→ TASK DIRECTIONS
Tally every line in the entries below that holds "when", then give only the total.

(INFORMATION SHOWN begins)

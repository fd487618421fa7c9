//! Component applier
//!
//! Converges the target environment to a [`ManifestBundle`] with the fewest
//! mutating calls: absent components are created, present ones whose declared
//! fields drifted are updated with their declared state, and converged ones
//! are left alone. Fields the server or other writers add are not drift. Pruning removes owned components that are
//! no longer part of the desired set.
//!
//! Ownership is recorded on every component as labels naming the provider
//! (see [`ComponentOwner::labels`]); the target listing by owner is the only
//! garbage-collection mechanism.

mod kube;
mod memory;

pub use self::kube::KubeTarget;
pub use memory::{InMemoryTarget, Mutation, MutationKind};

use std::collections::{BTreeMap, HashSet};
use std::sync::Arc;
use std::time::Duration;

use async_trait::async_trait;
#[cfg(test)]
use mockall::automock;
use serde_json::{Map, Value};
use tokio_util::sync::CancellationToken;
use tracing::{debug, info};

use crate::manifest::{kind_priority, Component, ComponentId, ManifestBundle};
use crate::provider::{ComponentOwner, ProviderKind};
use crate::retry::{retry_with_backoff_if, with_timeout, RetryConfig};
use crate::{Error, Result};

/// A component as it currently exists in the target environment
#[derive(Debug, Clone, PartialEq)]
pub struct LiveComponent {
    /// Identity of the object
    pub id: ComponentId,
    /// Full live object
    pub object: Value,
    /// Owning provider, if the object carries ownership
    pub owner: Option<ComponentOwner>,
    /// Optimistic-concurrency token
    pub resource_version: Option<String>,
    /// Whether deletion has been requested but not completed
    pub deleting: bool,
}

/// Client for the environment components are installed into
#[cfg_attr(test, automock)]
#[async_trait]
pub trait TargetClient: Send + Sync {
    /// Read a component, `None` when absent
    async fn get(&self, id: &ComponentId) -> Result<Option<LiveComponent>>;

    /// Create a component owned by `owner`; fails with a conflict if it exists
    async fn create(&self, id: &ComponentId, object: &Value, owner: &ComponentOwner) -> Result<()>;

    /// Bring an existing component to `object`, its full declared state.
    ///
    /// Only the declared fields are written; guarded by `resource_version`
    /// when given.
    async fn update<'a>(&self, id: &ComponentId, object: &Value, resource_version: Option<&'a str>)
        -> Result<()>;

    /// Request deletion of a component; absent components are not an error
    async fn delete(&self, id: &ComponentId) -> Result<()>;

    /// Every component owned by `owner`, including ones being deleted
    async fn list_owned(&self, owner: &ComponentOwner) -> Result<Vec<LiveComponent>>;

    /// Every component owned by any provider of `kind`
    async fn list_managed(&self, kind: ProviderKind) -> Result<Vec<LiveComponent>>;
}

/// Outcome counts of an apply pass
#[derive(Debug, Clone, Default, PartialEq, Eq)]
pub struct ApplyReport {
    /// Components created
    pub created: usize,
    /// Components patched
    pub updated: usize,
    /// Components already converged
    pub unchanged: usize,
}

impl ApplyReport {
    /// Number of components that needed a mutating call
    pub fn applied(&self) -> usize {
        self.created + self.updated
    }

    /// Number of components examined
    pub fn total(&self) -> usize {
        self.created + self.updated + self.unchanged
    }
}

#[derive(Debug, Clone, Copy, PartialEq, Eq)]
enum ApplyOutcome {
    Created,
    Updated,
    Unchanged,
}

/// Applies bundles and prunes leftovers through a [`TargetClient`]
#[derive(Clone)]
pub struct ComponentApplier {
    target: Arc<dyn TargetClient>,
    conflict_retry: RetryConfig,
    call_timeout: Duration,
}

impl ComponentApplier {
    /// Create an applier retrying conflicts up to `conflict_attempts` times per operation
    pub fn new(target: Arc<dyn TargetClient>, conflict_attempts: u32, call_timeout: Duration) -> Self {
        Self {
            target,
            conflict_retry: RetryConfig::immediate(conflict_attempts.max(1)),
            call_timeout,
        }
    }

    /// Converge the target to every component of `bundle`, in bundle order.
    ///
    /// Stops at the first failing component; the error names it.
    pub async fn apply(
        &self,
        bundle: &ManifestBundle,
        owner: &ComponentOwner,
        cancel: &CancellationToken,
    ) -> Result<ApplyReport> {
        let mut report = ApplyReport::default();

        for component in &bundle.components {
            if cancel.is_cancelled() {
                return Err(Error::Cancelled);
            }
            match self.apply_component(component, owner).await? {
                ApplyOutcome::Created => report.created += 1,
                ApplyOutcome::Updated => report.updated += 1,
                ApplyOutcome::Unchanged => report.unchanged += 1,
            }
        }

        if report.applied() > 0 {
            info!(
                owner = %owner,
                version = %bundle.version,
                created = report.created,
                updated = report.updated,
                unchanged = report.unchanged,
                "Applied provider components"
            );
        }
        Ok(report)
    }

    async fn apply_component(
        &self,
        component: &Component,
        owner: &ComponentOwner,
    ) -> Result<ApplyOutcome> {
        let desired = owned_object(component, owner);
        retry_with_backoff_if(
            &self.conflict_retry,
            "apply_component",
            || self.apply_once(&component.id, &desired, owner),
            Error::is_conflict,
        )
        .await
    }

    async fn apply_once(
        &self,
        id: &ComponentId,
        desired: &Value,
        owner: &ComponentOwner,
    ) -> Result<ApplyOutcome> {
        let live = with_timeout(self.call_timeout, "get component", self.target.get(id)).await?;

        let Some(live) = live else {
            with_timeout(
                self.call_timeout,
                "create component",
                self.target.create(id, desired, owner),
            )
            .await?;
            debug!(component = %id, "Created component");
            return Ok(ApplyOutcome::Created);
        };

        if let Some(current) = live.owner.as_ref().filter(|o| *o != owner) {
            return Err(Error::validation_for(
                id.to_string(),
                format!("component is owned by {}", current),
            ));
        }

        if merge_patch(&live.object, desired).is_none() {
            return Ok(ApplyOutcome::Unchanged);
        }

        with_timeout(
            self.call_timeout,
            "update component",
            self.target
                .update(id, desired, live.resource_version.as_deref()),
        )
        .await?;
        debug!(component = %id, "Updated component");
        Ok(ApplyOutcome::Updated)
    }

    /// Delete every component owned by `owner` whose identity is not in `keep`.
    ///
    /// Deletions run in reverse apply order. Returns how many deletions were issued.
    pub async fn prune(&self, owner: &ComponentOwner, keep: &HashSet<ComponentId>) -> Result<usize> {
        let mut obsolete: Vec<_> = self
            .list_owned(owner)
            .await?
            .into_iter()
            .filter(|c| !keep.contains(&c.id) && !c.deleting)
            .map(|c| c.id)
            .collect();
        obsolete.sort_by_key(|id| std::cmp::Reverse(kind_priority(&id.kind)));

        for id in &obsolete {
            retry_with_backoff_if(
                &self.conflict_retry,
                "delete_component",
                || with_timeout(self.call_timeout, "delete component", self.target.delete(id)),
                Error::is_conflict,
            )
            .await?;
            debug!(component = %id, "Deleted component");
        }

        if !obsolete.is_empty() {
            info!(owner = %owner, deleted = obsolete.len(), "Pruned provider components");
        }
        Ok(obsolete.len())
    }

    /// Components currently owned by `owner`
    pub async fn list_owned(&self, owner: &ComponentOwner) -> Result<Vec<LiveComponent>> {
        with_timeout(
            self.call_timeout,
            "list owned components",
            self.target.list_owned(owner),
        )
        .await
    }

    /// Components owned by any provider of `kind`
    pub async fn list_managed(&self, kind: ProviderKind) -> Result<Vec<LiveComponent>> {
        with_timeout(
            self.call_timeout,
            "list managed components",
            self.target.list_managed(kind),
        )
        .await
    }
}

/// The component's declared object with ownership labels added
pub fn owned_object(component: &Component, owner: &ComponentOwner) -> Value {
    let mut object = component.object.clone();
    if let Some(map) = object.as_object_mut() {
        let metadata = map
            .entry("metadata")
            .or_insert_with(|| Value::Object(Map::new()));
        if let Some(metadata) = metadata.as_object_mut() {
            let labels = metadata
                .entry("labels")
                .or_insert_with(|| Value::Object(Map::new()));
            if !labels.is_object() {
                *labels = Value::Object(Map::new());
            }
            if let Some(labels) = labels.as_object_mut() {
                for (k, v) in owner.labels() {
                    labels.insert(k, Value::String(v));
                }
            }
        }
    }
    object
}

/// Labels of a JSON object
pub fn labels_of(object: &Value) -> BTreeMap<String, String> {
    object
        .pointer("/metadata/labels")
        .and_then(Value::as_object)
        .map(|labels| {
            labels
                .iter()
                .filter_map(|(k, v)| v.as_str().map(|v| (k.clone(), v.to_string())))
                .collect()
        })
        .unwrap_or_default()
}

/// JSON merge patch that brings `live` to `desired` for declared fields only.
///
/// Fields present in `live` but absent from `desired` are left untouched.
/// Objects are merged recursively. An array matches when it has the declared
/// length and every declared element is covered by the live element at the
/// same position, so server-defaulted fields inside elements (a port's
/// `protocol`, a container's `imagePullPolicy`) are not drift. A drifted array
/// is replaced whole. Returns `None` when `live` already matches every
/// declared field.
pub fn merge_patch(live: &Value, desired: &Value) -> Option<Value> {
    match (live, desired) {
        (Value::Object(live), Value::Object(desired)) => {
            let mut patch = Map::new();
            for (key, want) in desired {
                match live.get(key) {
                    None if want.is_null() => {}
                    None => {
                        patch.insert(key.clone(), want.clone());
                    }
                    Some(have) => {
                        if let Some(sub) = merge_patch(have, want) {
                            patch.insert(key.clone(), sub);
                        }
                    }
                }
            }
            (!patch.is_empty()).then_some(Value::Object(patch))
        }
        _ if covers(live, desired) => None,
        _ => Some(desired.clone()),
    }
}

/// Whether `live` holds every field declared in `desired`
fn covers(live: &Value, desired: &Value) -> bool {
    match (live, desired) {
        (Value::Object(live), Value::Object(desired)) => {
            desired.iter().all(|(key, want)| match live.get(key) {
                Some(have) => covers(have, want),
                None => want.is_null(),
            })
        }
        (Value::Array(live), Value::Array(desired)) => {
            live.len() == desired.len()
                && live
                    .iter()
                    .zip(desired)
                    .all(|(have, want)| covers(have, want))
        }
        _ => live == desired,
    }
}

(INFORMATION SHOWN ends)
(INFORMATION SHOWN begins)

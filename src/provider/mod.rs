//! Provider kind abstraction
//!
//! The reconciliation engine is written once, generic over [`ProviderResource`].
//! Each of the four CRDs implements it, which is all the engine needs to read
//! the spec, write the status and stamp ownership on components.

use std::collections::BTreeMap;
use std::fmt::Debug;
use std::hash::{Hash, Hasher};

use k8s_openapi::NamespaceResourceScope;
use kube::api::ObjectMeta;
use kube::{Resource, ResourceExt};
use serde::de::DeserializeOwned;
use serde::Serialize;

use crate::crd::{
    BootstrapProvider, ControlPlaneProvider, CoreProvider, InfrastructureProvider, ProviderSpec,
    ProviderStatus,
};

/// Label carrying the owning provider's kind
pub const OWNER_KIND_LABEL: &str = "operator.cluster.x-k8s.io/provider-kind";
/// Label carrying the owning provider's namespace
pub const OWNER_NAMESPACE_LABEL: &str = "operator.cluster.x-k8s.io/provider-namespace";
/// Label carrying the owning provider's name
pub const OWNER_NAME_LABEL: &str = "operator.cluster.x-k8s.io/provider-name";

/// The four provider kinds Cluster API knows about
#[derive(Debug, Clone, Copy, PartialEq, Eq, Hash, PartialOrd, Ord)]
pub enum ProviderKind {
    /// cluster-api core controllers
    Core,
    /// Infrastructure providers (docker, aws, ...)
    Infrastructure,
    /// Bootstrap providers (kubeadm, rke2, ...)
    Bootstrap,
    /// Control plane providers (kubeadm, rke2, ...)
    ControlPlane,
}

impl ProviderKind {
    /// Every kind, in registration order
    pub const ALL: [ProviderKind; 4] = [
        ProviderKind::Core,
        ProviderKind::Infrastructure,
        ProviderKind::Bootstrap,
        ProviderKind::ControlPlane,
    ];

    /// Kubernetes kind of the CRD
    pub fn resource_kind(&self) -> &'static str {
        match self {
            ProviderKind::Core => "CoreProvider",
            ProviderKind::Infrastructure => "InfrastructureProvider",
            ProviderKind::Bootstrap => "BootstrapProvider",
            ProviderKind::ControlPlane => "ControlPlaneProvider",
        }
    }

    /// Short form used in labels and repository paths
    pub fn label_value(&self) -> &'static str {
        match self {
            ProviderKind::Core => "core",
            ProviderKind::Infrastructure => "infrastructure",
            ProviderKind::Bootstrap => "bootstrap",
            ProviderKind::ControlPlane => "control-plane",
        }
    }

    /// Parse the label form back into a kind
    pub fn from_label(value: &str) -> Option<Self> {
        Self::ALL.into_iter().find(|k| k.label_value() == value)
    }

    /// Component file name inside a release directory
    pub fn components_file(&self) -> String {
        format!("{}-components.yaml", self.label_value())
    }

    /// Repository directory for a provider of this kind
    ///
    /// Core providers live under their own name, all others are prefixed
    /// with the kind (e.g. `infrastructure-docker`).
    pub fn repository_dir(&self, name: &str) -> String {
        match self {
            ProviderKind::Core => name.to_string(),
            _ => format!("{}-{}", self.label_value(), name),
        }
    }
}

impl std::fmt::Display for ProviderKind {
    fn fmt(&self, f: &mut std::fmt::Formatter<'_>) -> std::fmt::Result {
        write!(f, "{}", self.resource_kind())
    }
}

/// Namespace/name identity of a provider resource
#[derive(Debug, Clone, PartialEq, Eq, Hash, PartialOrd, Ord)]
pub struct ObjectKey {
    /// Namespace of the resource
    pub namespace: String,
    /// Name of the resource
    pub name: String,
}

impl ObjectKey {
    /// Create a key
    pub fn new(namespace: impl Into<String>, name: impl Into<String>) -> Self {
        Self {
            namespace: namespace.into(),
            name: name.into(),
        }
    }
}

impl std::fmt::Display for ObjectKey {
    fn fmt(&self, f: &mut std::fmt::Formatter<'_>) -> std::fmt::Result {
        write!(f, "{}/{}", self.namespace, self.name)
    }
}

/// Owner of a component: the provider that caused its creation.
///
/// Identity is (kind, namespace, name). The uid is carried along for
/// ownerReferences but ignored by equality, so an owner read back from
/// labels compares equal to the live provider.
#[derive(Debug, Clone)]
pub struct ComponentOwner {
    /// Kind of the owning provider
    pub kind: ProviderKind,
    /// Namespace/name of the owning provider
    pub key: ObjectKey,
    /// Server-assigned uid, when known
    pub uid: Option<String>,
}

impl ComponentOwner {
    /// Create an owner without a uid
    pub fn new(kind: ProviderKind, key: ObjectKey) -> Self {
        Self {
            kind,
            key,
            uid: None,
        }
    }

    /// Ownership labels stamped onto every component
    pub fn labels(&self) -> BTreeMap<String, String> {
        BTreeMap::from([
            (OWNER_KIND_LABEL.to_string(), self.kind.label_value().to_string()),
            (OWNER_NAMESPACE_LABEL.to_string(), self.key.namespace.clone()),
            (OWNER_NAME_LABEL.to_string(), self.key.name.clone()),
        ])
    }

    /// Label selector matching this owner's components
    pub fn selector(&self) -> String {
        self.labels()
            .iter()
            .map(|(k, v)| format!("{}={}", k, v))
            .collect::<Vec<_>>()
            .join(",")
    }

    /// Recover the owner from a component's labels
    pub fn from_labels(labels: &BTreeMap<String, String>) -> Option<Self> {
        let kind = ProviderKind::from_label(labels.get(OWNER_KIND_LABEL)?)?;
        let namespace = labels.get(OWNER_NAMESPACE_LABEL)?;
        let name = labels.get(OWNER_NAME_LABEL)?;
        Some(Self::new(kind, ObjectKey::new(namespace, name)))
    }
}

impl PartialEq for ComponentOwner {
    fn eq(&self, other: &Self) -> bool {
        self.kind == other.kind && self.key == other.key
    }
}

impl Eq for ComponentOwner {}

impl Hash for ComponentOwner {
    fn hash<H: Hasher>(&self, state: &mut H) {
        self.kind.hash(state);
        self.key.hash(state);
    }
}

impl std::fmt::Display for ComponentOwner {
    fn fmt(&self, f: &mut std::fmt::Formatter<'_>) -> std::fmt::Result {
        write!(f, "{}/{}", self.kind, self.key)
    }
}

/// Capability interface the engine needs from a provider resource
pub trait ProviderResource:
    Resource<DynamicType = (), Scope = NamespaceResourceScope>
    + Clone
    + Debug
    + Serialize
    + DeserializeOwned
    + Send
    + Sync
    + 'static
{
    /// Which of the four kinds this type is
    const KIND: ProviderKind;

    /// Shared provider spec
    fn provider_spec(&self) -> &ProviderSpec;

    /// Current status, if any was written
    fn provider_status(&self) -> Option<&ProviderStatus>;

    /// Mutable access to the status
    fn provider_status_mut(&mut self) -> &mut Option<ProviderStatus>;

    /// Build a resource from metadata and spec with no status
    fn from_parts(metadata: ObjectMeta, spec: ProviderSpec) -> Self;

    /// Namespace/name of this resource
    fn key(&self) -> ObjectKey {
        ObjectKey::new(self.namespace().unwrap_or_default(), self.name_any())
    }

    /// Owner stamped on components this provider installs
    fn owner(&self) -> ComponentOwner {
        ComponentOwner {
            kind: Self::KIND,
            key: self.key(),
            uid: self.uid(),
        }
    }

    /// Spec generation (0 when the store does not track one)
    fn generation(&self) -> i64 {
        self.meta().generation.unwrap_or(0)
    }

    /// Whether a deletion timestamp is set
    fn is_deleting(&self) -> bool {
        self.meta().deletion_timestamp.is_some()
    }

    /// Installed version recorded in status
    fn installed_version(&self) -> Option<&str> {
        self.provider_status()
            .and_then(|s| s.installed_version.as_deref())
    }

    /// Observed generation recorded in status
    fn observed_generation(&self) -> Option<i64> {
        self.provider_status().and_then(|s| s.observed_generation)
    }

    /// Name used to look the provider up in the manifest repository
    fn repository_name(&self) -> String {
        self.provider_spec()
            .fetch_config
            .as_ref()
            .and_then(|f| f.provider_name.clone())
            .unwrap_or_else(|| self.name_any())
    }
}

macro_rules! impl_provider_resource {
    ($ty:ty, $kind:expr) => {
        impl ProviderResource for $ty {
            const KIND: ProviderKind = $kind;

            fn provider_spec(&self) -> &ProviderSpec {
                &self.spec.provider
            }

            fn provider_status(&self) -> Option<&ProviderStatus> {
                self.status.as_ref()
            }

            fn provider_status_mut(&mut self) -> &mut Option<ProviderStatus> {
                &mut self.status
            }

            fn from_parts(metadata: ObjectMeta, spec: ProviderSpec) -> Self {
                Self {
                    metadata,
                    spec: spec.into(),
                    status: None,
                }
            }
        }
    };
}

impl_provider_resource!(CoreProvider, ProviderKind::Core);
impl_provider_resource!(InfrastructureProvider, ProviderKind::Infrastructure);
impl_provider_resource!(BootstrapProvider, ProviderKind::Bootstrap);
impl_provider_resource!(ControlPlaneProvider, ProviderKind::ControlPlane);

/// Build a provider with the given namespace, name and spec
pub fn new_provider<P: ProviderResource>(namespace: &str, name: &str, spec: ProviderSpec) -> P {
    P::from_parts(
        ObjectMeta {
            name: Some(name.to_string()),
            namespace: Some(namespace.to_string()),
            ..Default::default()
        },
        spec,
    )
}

(INFORMATION SHOWN ends)
(INFORMATION SHOWN begins)

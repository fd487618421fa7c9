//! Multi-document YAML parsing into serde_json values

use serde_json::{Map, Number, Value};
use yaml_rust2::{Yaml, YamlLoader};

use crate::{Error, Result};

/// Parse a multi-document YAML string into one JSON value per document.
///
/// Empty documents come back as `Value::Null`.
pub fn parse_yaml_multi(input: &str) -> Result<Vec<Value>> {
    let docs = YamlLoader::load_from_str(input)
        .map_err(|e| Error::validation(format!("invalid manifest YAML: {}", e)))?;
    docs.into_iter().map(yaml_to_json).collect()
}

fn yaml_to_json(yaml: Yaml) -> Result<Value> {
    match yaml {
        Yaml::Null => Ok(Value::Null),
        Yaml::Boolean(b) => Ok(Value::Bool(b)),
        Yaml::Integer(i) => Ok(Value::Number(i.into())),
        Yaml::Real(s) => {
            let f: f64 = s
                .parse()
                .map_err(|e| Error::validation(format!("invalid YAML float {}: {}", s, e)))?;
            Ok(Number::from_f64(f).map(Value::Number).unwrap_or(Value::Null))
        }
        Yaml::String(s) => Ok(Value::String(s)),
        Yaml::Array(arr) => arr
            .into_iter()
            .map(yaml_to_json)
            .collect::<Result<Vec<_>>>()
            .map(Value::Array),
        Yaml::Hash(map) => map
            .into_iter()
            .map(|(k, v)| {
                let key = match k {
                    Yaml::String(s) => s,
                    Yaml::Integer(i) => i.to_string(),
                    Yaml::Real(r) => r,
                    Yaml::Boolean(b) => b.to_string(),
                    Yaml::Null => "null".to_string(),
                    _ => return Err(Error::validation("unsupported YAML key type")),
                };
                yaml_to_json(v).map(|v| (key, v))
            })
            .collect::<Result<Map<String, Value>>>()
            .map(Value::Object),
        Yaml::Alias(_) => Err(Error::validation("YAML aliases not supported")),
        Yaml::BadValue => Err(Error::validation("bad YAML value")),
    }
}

(INFORMATION SHOWN ends)

→ RESPONSE BOX
6